Der Bürgermeister des Landkreises Primorsko-Goranska, Ivica Lukanović, hat die öffentliche Besorgnis über Umweltbedrohungen angesichts der jüngsten Erkenntnisse über illegale Abfallentsorgung und mögliche Verunreinigung von Wasserquellen angesprochen. Als Reaktion auf offizielle Berichte des staatlichen Instituts für öffentliche Gesundheit und der Fakultät für Geotechnik, die 37.000 Tonnen gefährlicher Abfälle enthüllten, die illegal in der Nähe von Gospić abgeworfen wurden, und das Vorhandensein von PFAS-Verbindungen im örtlichen Grundwasser forderte Lukanović Transparenz und Maßnahmen. Er betonte, dass die Wasserversorgung auf der Insel Rab sicher bleibt und den Gesundheitsstandards entspricht, und forderte gleichzeitig auf, weiterhin wachsam zu sein und die Überwachung zu verbessern.

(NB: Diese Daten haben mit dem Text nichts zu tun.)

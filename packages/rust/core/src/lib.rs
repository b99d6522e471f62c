//! Batch conversion of a downloaded newsletter archive to Markdown.
//!
//! The archive is a directory tree of `.html` posts (one subdirectory per
//! newsletter). [`batch_convert`] fans the files out across a bounded
//! worker pool; each file runs the extract → normalize → validate → write
//! pipeline in isolation, so one bad file never affects its siblings.
//!
//! This crate is a library surface for an embedding agent runtime: no CLI,
//! no network, no environment lookups.

mod discover;
mod pipeline;

pub use pipeline::{BatchConverter, BatchResult, batch_convert, process_file};
pub use postpress_shared::{BatchConfig, DEFAULT_MAX_WORKERS, PostpressError, Result};
pub use tokio_util::sync::CancellationToken;
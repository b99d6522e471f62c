//! Shared error model and configuration for Postpress.
//!
//! Foundation crate depended on by the conversion crates. It provides:
//! - [`PostpressError`], the unified error type
//! - [`BatchConfig`], worker-pool configuration for batch conversion

pub mod config;
pub mod error;

// Re-export public API at crate root for ergonomic imports.
pub use config::{BatchConfig, DEFAULT_MAX_WORKERS};
pub use error::{PostpressError, Result};
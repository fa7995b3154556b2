#![forbid(unsafe_code)]

//! Domain types for the vocabulary quiz: word entries, the compiled-in
//! vocabulary table, question records, and end-of-round scoring.

pub mod error;
pub mod model;
pub mod vocabulary;

pub use error::Error;
pub use vocabulary::Vocabulary;
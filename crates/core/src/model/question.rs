use serde::{Deserialize, Serialize};
use std::collections::HashSet;
use thiserror::Error;

use crate::model::entry::{Language, WordEntry};

//
// ─── ERRORS ────────────────────────────────────────────────────────────────────
//

#[derive(Debug, Error, Clone, PartialEq, Eq)]
#[non_exhaustive]
pub enum QuestionError {
    #[error("entry '{source_term}' has no pictogram")]
    MissingPictogram { source_term: String },

    #[error("correct answer appears {count} times in options")]
    CorrectAnswerCount { count: usize },

    #[error("duplicate option: {0}")]
    DuplicateOption(String),
}

//
// ─── MODES ─────────────────────────────────────────────────────────────────────
//

/// How the prompt is shown when answers are always target-language terms.
#[derive(Debug, Clone, Copy, PartialEq, Eq, Hash, Serialize, Deserialize)]
#[serde(rename_all = "snake_case")]
pub enum PromptForm {
    /// The source-language word.
    Text,
    /// The entry's pictogram.
    Pictogram,
}

/// Which way a translation question runs.
#[derive(Debug, Clone, Copy, PartialEq, Eq, Hash, Serialize, Deserialize)]
#[serde(rename_all = "snake_case")]
pub enum Direction {
    SourceToTarget,
    TargetToSource,
}

/// The family of modes a generator draws from. Exactly one is active per
/// generator.
#[derive(Debug, Clone, Copy, PartialEq, Eq, Default, Serialize, Deserialize)]
#[serde(rename_all = "snake_case")]
pub enum ModeAxis {
    #[default]
    PromptForm,
    Direction,
}

impl ModeAxis {
    /// Every mode on this axis.
    #[must_use]
    pub fn modes(self) -> [QuestionMode; 2] {
        match self {
            ModeAxis::PromptForm => [
                QuestionMode::Prompt(PromptForm::Text),
                QuestionMode::Prompt(PromptForm::Pictogram),
            ],
            ModeAxis::Direction => [
                QuestionMode::Direction(Direction::SourceToTarget),
                QuestionMode::Direction(Direction::TargetToSource),
            ],
        }
    }

    /// Sides that answers can be drawn from on this axis.
    #[must_use]
    pub fn answer_languages(self) -> &'static [Language] {
        match self {
            ModeAxis::PromptForm => &[Language::Target],
            ModeAxis::Direction => &[Language::Target, Language::Source],
        }
    }
}

/// The presentation mode of a single question.
#[derive(Debug, Clone, Copy, PartialEq, Eq, Hash, Serialize, Deserialize)]
#[serde(tag = "axis", content = "mode", rename_all = "snake_case")]
pub enum QuestionMode {
    Prompt(PromptForm),
    Direction(Direction),
}

impl QuestionMode {
    #[must_use]
    pub fn axis(self) -> ModeAxis {
        match self {
            QuestionMode::Prompt(_) => ModeAxis::PromptForm,
            QuestionMode::Direction(_) => ModeAxis::Direction,
        }
    }

    /// Side of the pair the options are written in.
    #[must_use]
    pub fn answer_language(self) -> Language {
        match self {
            QuestionMode::Prompt(_) | QuestionMode::Direction(Direction::SourceToTarget) => {
                Language::Target
            }
            QuestionMode::Direction(Direction::TargetToSource) => Language::Source,
        }
    }

    /// Text shown as the prompt for `entry`, or `None` when a pictogram is
    /// requested but the entry has none.
    #[must_use]
    pub fn prompt_for(self, entry: &WordEntry) -> Option<&str> {
        match self {
            QuestionMode::Prompt(PromptForm::Text) => Some(entry.source()),
            QuestionMode::Prompt(PromptForm::Pictogram) => entry.pictogram(),
            QuestionMode::Direction(_) => Some(entry.term(self.answer_language().opposite())),
        }
    }
}

//
// ─── QUESTION ──────────────────────────────────────────────────────────────────
//

/// A multiple-choice question. Immutable once built.
#[derive(Debug, Clone, PartialEq, Eq, Serialize)]
pub struct Question {
    mode: QuestionMode,
    correct_entry: WordEntry,
    prompt_text: String,
    correct_answer: String,
    options: Vec<String>,
}

impl Question {
    /// Builds a question for `correct_entry` shown in `mode`.
    ///
    /// # Errors
    ///
    /// Returns `QuestionError::MissingPictogram` if `mode` needs a pictogram the
    /// entry lacks, `QuestionError::CorrectAnswerCount` unless the correct
    /// answer appears exactly once in `options`, and
    /// `QuestionError::DuplicateOption` if any option repeats.
    pub fn new(
        mode: QuestionMode,
        correct_entry: WordEntry,
        options: Vec<String>,
    ) -> Result<Self, QuestionError> {
        let prompt_text = mode
            .prompt_for(&correct_entry)
            .ok_or_else(|| QuestionError::MissingPictogram {
                source_term: correct_entry.source().to_owned(),
            })?
            .to_owned();
        let correct_answer = correct_entry.term(mode.answer_language()).to_owned();

        let count = options.iter().filter(|o| **o == correct_answer).count();
        if count != 1 {
            return Err(QuestionError::CorrectAnswerCount { count });
        }
        let mut seen = HashSet::with_capacity(options.len());
        for option in &options {
            if !seen.insert(option.as_str()) {
                return Err(QuestionError::DuplicateOption(option.clone()));
            }
        }

        Ok(Self {
            mode,
            correct_entry,
            prompt_text,
            correct_answer,
            options,
        })
    }

    #[must_use]
    pub fn mode(&self) -> QuestionMode {
        self.mode
    }

    #[must_use]
    pub fn correct_entry(&self) -> &WordEntry {
        &self.correct_entry
    }

    #[must_use]
    pub fn prompt_text(&self) -> &str {
        &self.prompt_text
    }

    #[must_use]
    pub fn correct_answer(&self) -> &str {
        &self.correct_answer
    }

    #[must_use]
    pub fn options(&self) -> &[String] {
        &self.options
    }

    /// Position of the correct answer within [`options`](Self::options).
    #[must_use]
    pub fn correct_index(&self) -> usize {
        self.options
            .iter()
            .position(|o| *o == self.correct_answer)
            .unwrap_or_default()
    }

    #[must_use]
    pub fn is_correct(&self, answer: &str) -> bool {
        answer == self.correct_answer
    }
}

#[cfg(test)]
mod tests {
    use super::*;

    fn madre() -> WordEntry {
        WordEntry::new("madre", "мама", Some("👩")).unwrap()
    }

    fn opts(items: &[&str]) -> Vec<String> {
        items.iter().map(|s| (*s).to_owned()).collect()
    }

    #[test]
    fn text_prompt_shows_source_and_expects_target() {
        let q = Question::new(
            QuestionMode::Prompt(PromptForm::Text),
            madre(),
            opts(&["папа", "мама", "брат"]),
        )
        .unwrap();
        assert_eq!(q.prompt_text(), "madre");
        assert_eq!(q.correct_answer(), "мама");
        assert_eq!(q.correct_index(), 1);
        assert!(q.is_correct("мама"));
        assert!(!q.is_correct("папа"));
    }

    #[test]
    fn pictogram_prompt_shows_pictogram() {
        let q = Question::new(
            QuestionMode::Prompt(PromptForm::Pictogram),
            madre(),
            opts(&["мама", "папа"]),
        )
        .unwrap();
        assert_eq!(q.prompt_text(), "👩");
        assert_eq!(q.correct_answer(), "мама");
    }

    #[test]
    fn reverse_direction_expects_source() {
        let q = Question::new(
            QuestionMode::Direction(Direction::TargetToSource),
            madre(),
            opts(&["padre", "madre"]),
        )
        .unwrap();
        assert_eq!(q.prompt_text(), "мама");
        assert_eq!(q.correct_answer(), "madre");
    }

    #[test]
    fn missing_pictogram_rejected() {
        let entry = WordEntry::new("tío", "дядя", None).unwrap();
        let err = Question::new(
            QuestionMode::Prompt(PromptForm::Pictogram),
            entry,
            opts(&["дядя", "тётя"]),
        )
        .unwrap_err();
        assert!(matches!(err, QuestionError::MissingPictogram { .. }));
    }

    #[test]
    fn options_must_hold_correct_answer_once() {
        let mode = QuestionMode::Prompt(PromptForm::Text);
        let err = Question::new(mode, madre(), opts(&["папа", "брат"])).unwrap_err();
        assert_eq!(err, QuestionError::CorrectAnswerCount { count: 0 });

        let err = Question::new(mode, madre(), opts(&["мама", "мама"])).unwrap_err();
        assert_eq!(err, QuestionError::CorrectAnswerCount { count: 2 });

        let err = Question::new(mode, madre(), opts(&["мама", "папа", "папа"])).unwrap_err();
        assert_eq!(err, QuestionError::DuplicateOption("папа".into()));
    }

    #[test]
    fn mode_serializes_with_axis_tag() {
        let json = serde_json::to_value(QuestionMode::Prompt(PromptForm::Pictogram)).unwrap();
        assert_eq!(json, serde_json::json!({ "axis": "prompt", "mode": "pictogram" }));

        let json =
            serde_json::to_value(QuestionMode::Direction(Direction::TargetToSource)).unwrap();
        assert_eq!(
            json,
            serde_json::json!({ "axis": "direction", "mode": "target_to_source" })
        );
    }

    #[test]
    fn axis_lists_its_modes() {
        assert!(
            ModeAxis::Direction
                .modes()
                .iter()
                .all(|m| m.axis() == ModeAxis::Direction)
        );
        assert_eq!(ModeAxis::PromptForm.answer_languages(), &[Language::Target]);
    }
}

Laut Lukanović zeigten aktuelle Analysen des Zentrums für öffentliche Gesundheitserziehung des Bezirks Primorsko-Goranska und des lokalen Wasserversorgungssystems keine Hinweise auf eine Verschlechterung der Wasserqualität, die die Bewohner der Insel Rab betrifft. Das den Bürgern verteilte Wasser erfüllt die vorgeschriebenen Gesundheitsstandards und gilt als sicher für den Verzehr. Er räumte jedoch ein, dass aufgrund der Art des Problems eine verstärkte Kontrolle erforderlich ist, was eine erhöhte Aufmerksamkeit rechtfertigt. Um die laufende Sicherheit zu gewährleisten, forderte Lukanović zusätzliche monatliche Tests der Wasserqualität auf der Insel Rab, einschließlich Bewertungen für Metalle und PFAS-Verbindungen.

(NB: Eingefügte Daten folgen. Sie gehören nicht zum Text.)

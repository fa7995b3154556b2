use std::fmt;

use quiz_core::model::{Question, QuizSummary, WordEntry};
use serde::Serialize;

use super::intent::{IntentOutcome, QuizIntent};
use super::observer::{NoopObserver, QuizObserver};
use super::progress::QuizProgress;
use super::state::{QuestionPhase, QuizPhase, SessionState, Transition};
use crate::error::SessionError;
use crate::generator::QuestionSource;

//
// ─── TRANSITION RESULTS ────────────────────────────────────────────────────────
//

/// Evaluation of a selected answer, for presentation feedback.
#[derive(Debug, Clone, PartialEq, Eq, Serialize)]
pub struct AnswerFeedback {
    pub is_correct: bool,
    pub selected: String,
    pub correct_answer: String,
    pub correct_entry: WordEntry,
}

/// Where `advance` moved the session.
#[derive(Debug, Clone, Copy, PartialEq, Eq, Serialize)]
#[serde(tag = "to", content = "value", rename_all = "snake_case")]
pub enum Advance {
    /// Index of the newly loaded question.
    Question(usize),
    Finished(QuizSummary),
}

//
// ─── SESSION ───────────────────────────────────────────────────────────────────
//

/// Quiz state machine: `NotStarted → InProgress → Finished`.
///
/// Owns its question source, its observer and the round's `SessionState`.
/// Selecting an answer outside an unanswered question is a silent no-op;
/// advancing from anything but an answered question is rejected with
/// `SessionError::InvalidTransition` and leaves the state untouched.
pub struct QuizSession<S, O = NoopObserver> {
    source: S,
    observer: O,
    state: SessionState,
    phase: QuizPhase,
    summary: Option<QuizSummary>,
}

impl<S: QuestionSource> QuizSession<S> {
    #[must_use]
    pub fn new(source: S) -> Self {
        Self::with_observer(source, NoopObserver)
    }
}

impl<S: QuestionSource, O: QuizObserver> QuizSession<S, O> {
    #[must_use]
    pub fn with_observer(source: S, observer: O) -> Self {
        Self {
            source,
            observer,
            state: SessionState::default(),
            phase: QuizPhase::NotStarted,
            summary: None,
        }
    }

    #[must_use]
    pub fn phase(&self) -> QuizPhase {
        self.phase
    }

    #[must_use]
    pub fn state(&self) -> &SessionState {
        &self.state
    }

    #[must_use]
    pub fn score(&self) -> u32 {
        self.state.score
    }

    #[must_use]
    pub fn summary(&self) -> Option<&QuizSummary> {
        self.summary.as_ref()
    }

    #[must_use]
    pub fn observer(&self) -> &O {
        &self.observer
    }

    pub fn observer_mut(&mut self) -> &mut O {
        &mut self.observer
    }

    #[must_use]
    pub fn into_observer(self) -> O {
        self.observer
    }

    /// The question on screen, if a round is running.
    #[must_use]
    pub fn current_question(&self) -> Option<&Question> {
        match self.phase {
            QuizPhase::InProgress(_) => self.state.current_question(),
            QuizPhase::NotStarted | QuizPhase::Finished => None,
        }
    }

    #[must_use]
    pub fn progress(&self) -> QuizProgress {
        let total = self.state.questions.len();
        let position = match self.phase {
            QuizPhase::NotStarted => 0,
            QuizPhase::InProgress(_) => self.state.current_index + 1,
            QuizPhase::Finished => total,
        };
        QuizProgress::new(
            position,
            total,
            self.state.score,
            self.phase == QuizPhase::Finished,
        )
    }

    /// Start a new round from any phase.
    ///
    /// Regenerates the questions, resets the score and selection, and loads
    /// the first question.
    ///
    /// # Errors
    ///
    /// Returns `SessionError::Generator` if the source fails,
    /// `SessionError::Empty` if it returns no questions and
    /// `SessionError::RoundLength` if it returns a different number than its
    /// configuration asks for. The previous state is kept in every case.
    pub fn start(&mut self) -> Result<&Question, SessionError> {
        let questions = self.source.generate()?;
        if questions.is_empty() {
            return Err(SessionError::Empty);
        }
        let expected = self.source.config().total_questions();
        if usize::try_from(expected).ok() != Some(questions.len()) {
            return Err(SessionError::RoundLength {
                expected,
                produced: questions.len(),
            });
        }

        self.state = SessionState::new(questions);
        self.phase = QuizPhase::InProgress(QuestionPhase::Unanswered);
        self.summary = None;
        let total = self.state.questions.len();
        tracing::debug!(total, "quiz started");

        self.observer.on_score_changed(0);
        self.observer
            .on_question_loaded(&self.state.questions[0], 0, total);
        Ok(&self.state.questions[0])
    }

    /// Same as [`start`](Self::start).
    ///
    /// # Errors
    ///
    /// See [`start`](Self::start).
    pub fn restart(&mut self) -> Result<&Question, SessionError> {
        self.start()
    }

    /// Record `answer` for the current question.
    ///
    /// Returns `None` without touching the state unless a question is waiting
    /// for its first answer.
    pub fn select_answer(&mut self, answer: &str) -> Option<AnswerFeedback> {
        if self.phase != QuizPhase::InProgress(QuestionPhase::Unanswered) {
            tracing::debug!(phase = %self.phase, "answer ignored");
            return None;
        }

        let feedback = {
            let question = self.state.current_question()?;
            AnswerFeedback {
                is_correct: question.is_correct(answer),
                selected: answer.to_owned(),
                correct_answer: question.correct_answer().to_owned(),
                correct_entry: question.correct_entry().clone(),
            }
        };

        self.state.selected = Some(answer.to_owned());
        self.state.answered = true;
        if feedback.is_correct {
            self.state.score = self.state.score.saturating_add(1);
        }
        self.phase = QuizPhase::InProgress(QuestionPhase::Answered);
        tracing::debug!(
            index = self.state.current_index,
            is_correct = feedback.is_correct,
            score = self.state.score,
            "answer evaluated"
        );

        self.observer.on_answer_evaluated(
            feedback.is_correct,
            &feedback.correct_answer,
            &feedback.correct_entry,
        );
        if feedback.is_correct {
            self.observer.on_score_changed(self.state.score);
        }
        Some(feedback)
    }

    /// Move past an answered question, finishing the round after the last one.
    ///
    /// # Errors
    ///
    /// Returns `SessionError::InvalidTransition` unless the current question
    /// has been answered.
    pub fn advance(&mut self) -> Result<Advance, SessionError> {
        if self.phase != QuizPhase::InProgress(QuestionPhase::Answered) {
            return Err(SessionError::InvalidTransition {
                action: Transition::Advance,
                phase: self.phase,
            });
        }

        let total_questions = self.source.config().total_questions();
        let total = usize::try_from(total_questions)
            .unwrap_or(usize::MAX)
            .min(self.state.questions.len());
        let next = self.state.current_index + 1;
        if next < total {
            self.state.current_index = next;
            self.state.selected = None;
            self.state.answered = false;
            self.phase = QuizPhase::InProgress(QuestionPhase::Unanswered);

            self.observer
                .on_question_loaded(&self.state.questions[next], next, total);
            return Ok(Advance::Question(next));
        }

        let summary = QuizSummary::new(self.state.score, total_questions)?;
        self.phase = QuizPhase::Finished;
        self.summary = Some(summary);
        tracing::debug!(
            score = summary.score(),
            total = summary.total(),
            percentage = summary.percentage(),
            tier = ?summary.tier(),
            "quiz finished"
        );

        self.observer.on_finished(&summary);
        Ok(Advance::Finished(summary))
    }

    /// Apply a user intent by calling the matching transition.
    ///
    /// # Errors
    ///
    /// Propagates the errors of [`start`](Self::start) and
    /// [`advance`](Self::advance).
    pub fn dispatch(&mut self, intent: QuizIntent) -> Result<IntentOutcome, SessionError> {
        match intent {
            QuizIntent::Start => self.start().map(|_| IntentOutcome::Started),
            QuizIntent::Select(answer) => Ok(self
                .select_answer(&answer)
                .map_or(IntentOutcome::Ignored, IntentOutcome::Answered)),
            QuizIntent::Advance => self.advance().map(IntentOutcome::Advanced),
        }
    }
}

impl<S, O> fmt::Debug for QuizSession<S, O> {
    fn fmt(&self, f: &mut fmt::Formatter<'_>) -> fmt::Result {
        f.debug_struct("QuizSession")
            .field("phase", &self.phase)
            .field("questions_len", &self.state.questions.len())
            .field("current_index", &self.state.current_index)
            .field("score", &self.state.score)
            .field("selected", &self.state.selected)
            .field("summary", &self.summary)
            .finish_non_exhaustive()
    }
}

//
// ─── TESTS ─────────────────────────────────────────────────────────────────────
//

Zuvor wurden solche Tests zweimal jährlich durchgeführt, aber in Zukunft werden sie einmal pro Monat durchgeführt. Die Ergebnisse dieser Analysen werden auf der Website des Zentrums für Gesundheitsbildung öffentlich zugänglich sein, um Transparenz und rechtzeitigen Zugang zu Informationen für die Gemeinschaft zu gewährleisten. Lukanović betonte die Komplexität des Karstwasserleitersystems, das Gebiete wie Lika, Gorski Kotar und die Region Kvarner durch unterirdische Wassernetze verbindet, die administrative Grenzen überschreiten. Diese Vernetzung erfordert eine kontinuierliche und langfristige Überwachung, um Änderungen zu verfolgen und die Wasserqualität zu erhalten.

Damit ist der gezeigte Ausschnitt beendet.